CRISPR trick in mice points the way to possible treatments for inherited diseases
March 8, 2018
With the power of the genome-editing tool CRISPR on display, scientists around the world have been hard at work in recent years — developing CRISPR-based therapies that may one day edit disease-causing mutations in our DNA for the treatment of inherited disorders.
But there are still great challenges with this powerful tool, and many diseases — including dominantly inherited disorders, in which a single mutated copy of a gene causes disease, despite the presence of a healthy copy — have yet to be solved.
A research team led by Qin Liu, MD, PhD, of the Ocular Genomics Institute at Mass.

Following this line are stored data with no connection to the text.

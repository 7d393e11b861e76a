//! Suite and runner registry
//!
//! Suites and tests keep their registration order; nothing here ever
//! reorders them.

use std::fmt;

use crate::error::RegistryError;
use crate::models::{Test, TestFn, TestId, TestOutcome};

/// Named group of tests sharing optional setup and cleanup hooks
pub struct Suite {
    name: String,
    tests: Vec<Test>,
    setup: Option<TestFn>,
    cleanup: Option<TestFn>,
    result: Option<i32>,
}

impl Suite {
    fn new(name: impl Into<String>) -> Self {
        Self {
            name: name.into(),
            tests: Vec::new(),
            setup: None,
            cleanup: None,
            result: None,
        }
    }

    /// Hook run once in the runner process before any test of the suite
    pub fn with_setup(&mut self, setup: impl Fn() -> i32 + 'static) -> &mut Self {
        self.setup = Some(Box::new(setup));
        self
    }

    /// Hook run once after the tests; its status becomes the suite result
    pub fn with_cleanup(&mut self, cleanup: impl Fn() -> i32 + 'static) -> &mut Self {
        self.cleanup = Some(Box::new(cleanup));
        self
    }

    /// Append a test, keeping previously registered tests on failure
    pub fn add_test(
        &mut self,
        name: impl Into<String>,
        func: impl Fn() -> i32 + 'static,
    ) -> Result<&mut Test, RegistryError> {
        let name = name.into();
        self.tests
            .try_reserve(1)
            .map_err(|_| RegistryError::Allocation(format!("test {}:{}", self.name, name)))?;

        let index = self.tests.len();
        self.tests.push(Test::new(name, Box::new(func)));
        Ok(&mut self.tests[index])
    }

    pub fn name(&self) -> &str {
        &self.name
    }

    pub fn tests(&self) -> &[Test] {
        &self.tests
    }

    pub(crate) fn tests_mut(&mut self) -> &mut [Test] {
        &mut self.tests
    }

    pub fn len(&self) -> usize {
        self.tests.len()
    }

    pub fn is_empty(&self) -> bool {
        self.tests.is_empty()
    }

    pub fn has_setup(&self) -> bool {
        self.setup.is_some()
    }

    pub fn has_cleanup(&self) -> bool {
        self.cleanup.is_some()
    }

    /// Status returned by the cleanup hook, `None` if absent or not run
    pub fn result(&self) -> Option<i32> {
        self.result
    }

    pub(crate) fn run_setup(&self) -> Option<i32> {
        self.setup.as_ref().map(|setup| setup())
    }

    pub(crate) fn run_cleanup(&mut self) -> Option<i32> {
        let code = self.cleanup.as_ref().map(|cleanup| cleanup());
        self.result = code;
        code
    }
}

impl fmt::Debug for Suite {
    fn fmt(&self, f: &mut fmt::Formatter<'_>) -> fmt::Result {
        f.debug_struct("Suite")
            .field("name", &self.name)
            .field("tests", &self.tests)
            .field("setup", &self.setup.is_some())
            .field("cleanup", &self.cleanup.is_some())
            .field("result", &self.result)
            .finish()
    }
}

/// Ordered collection of suites for one test session
#[derive(Debug, Default)]
pub struct Runner {
    suites: Vec<Suite>,
}

impl Runner {
    /// Create an empty runner
    pub fn new() -> Self {
        Self::default()
    }

    /// Append a suite, keeping previously registered suites on failure
    pub fn add_suite(&mut self, name: impl Into<String>) -> Result<&mut Suite, RegistryError> {
        let name = name.into();
        self.suites
            .try_reserve(1)
            .map_err(|_| RegistryError::Allocation(format!("suite {name}")))?;

        let index = self.suites.len();
        self.suites.push(Suite::new(name));
        Ok(&mut self.suites[index])
    }

    pub fn suites(&self) -> &[Suite] {
        &self.suites
    }

    pub(crate) fn suites_mut(&mut self) -> &mut [Suite] {
        &mut self.suites
    }

    pub fn suite_count(&self) -> usize {
        self.suites.len()
    }

    /// Total number of registered tests across all suites
    pub fn test_count(&self) -> usize {
        self.suites.iter().map(Suite::len).sum()
    }

    pub fn test(&self, id: TestId) -> Option<&Test> {
        self.suites.get(id.suite)?.tests.get(id.test)
    }

    /// Release every suite and test, leaving an empty registry
    pub fn reset(&mut self) {
        self.suites = Vec::new();
    }

    /// Iterate over all tests in registration order
    pub fn iter_tests(&self) -> impl Iterator<Item = (&Suite, &Test)> {
        self.suites
            .iter()
            .flat_map(|suite| suite.tests.iter().map(move |test| (suite, test)))
    }
}

/// Pass/fail counts over a runner's tests
#[derive(Clone, Copy, Debug, Default, PartialEq, Eq)]
pub struct RunSummary {
    pub total: usize,
    pub passed: usize,
    pub failed: usize,
    pub not_run: usize,
}

impl RunSummary {
    pub fn from_runner(runner: &Runner) -> Self {
        let mut summary = Self {
            total: runner.test_count(),
            ..Default::default()
        };

        for (_, test) in runner.iter_tests() {
            match test.outcome() {
                TestOutcome::Passed => summary.passed += 1,
                TestOutcome::Failed(_) => summary.failed += 1,
                TestOutcome::NotRun => summary.not_run += 1,
            }
        }

        summary
    }

    pub fn is_all_passed(&self) -> bool {
        self.passed == self.total
    }
}

impl fmt::Display for RunSummary {
    fn fmt(&self, f: &mut fmt::Formatter<'_>) -> fmt::Result {
        write!(f, "{} passed; {} failed", self.passed, self.failed)?;
        if self.not_run > 0 {
            write!(f, "; {} not run", self.not_run)?;
        }
        write!(f, ".")
    }
}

Eye and Ear, has successfully performed a proof-of- principle study, showing that a CRISPR “trick” can edit just the mutated copy of a disease gene, leaving the healthy one alone.

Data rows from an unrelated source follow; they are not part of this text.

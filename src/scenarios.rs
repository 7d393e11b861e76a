//! Demonstration suites registered by `tecco-demo`
//!
//! Each scenario registers the same suites in the same order on every
//! invocation, which the test processes rely on.

use std::env;

use tecco::{tecco_assert_eq, RegistryError, Runner};

use crate::cli::Scenario;

const GREETING_VAR: &str = "TECCO_DEMO_GREETING";

pub fn register(runner: &mut Runner, scenario: Scenario) -> Result<(), RegistryError> {
    match scenario {
        Scenario::Basic => basic(runner),
        Scenario::Failing => failing(runner),
        Scenario::Overflow => overflow(runner),
        Scenario::SetupFailure => setup_failure(runner),
        Scenario::CleanupFailure => cleanup_failure(runner),
        Scenario::Signal => signal(runner),
    }
}

fn basic(runner: &mut Runner) -> Result<(), RegistryError> {
    let math = runner.add_suite("math")?;
    math.add_test("add", add)?;
    math.add_test("multiline", multiline)?;

    // Setup runs in the runner; test processes inherit its environment.
    let strings = runner.add_suite("strings")?;
    strings
        .with_setup(|| {
            env::set_var(GREETING_VAR, "hello");
            0
        })
        .with_cleanup(|| {
            env::remove_var(GREETING_VAR);
            0
        });
    strings.add_test("concat", concat)?;
    strings.add_test("greeting", greeting)?;
    Ok(())
}

fn failing(runner: &mut Runner) -> Result<(), RegistryError> {
    let math = runner.add_suite("math")?;
    math.add_test("add", add)?;
    math.add_test("div_by_zero", div_by_zero)?;
    math.add_test("mismatch", mismatch)?;
    math.add_test("panics", || panic!("deliberate panic"))?;
    Ok(())
}

fn overflow(runner: &mut Runner) -> Result<(), RegistryError> {
    let io = runner.add_suite("io")?;
    io.add_test("echo", add)?;
    io.add_test("flood", || {
        print!("{}", "x".repeat(70_000));
        0
    })?;
    io.add_test("after", add)?;
    Ok(())
}

fn setup_failure(runner: &mut Runner) -> Result<(), RegistryError> {
    runner.add_suite("prep")?.add_test("add", add)?;
    runner
        .add_suite("io")?
        .with_setup(|| 1)
        .add_test("read", add)?;
    runner.add_suite("later")?.add_test("add", add)?;
    Ok(())
}

fn cleanup_failure(runner: &mut Runner) -> Result<(), RegistryError> {
    runner
        .add_suite("db")?
        .with_cleanup(|| 3)
        .add_test("insert", add)?;
    runner.add_suite("later")?.add_test("add", add)?;
    Ok(())
}

fn signal(runner: &mut Runner) -> Result<(), RegistryError> {
    let crash = runner.add_suite("crash")?;
    crash.add_test("abort", || std::process::abort())?;
    crash.add_test("survivor", add)?;
    Ok(())
}

fn add() -> i32 {
    print!("{}", 2 + 2);
    0
}

fn multiline() -> i32 {
    println!("first");
    println!("second");
    eprintln!("note");
    0
}

fn concat() -> i32 {
    let joined = format!("{}{}", "tec", "co");
    tecco_assert_eq!("tecco", joined.as_str());
    0
}

fn greeting() -> i32 {
    match env::var(GREETING_VAR) {
        Ok(value) if value == "hello" => 0,
        _ => 1,
    }
}

fn div_by_zero() -> i32 {
    match 1i32.checked_div(0) {
        Some(_) => 0,
        None => {
            eprintln!("division by zero");
            1
        }
    }
}

fn mismatch() -> i32 {
    tecco_assert_eq!(5, 2 + 2);
    0
}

Published in the inaugural issue of The CRISPR Journal, Dr. Liu and her team reported that “allele-specific CRISPR editing” can preserve photoreceptor in a mouse model of a common form of dominantly inherited retinal degenerations.
Dr. Liu’s research team concentrates on gene-editing treatments for inherited eye diseases. “Since the launch of CRISPR-Cas9, we have been exploring ways to harness its power for treating inherited retinal degenerations,” said Dr. Liu. “In many dominant forms of these diseases, the mutant copy differs from the healthy one in just one nucleotide, which presents tremendous challenge for Cas9 system to achieve specific editing. We went through a number of steps to optimize our editing system.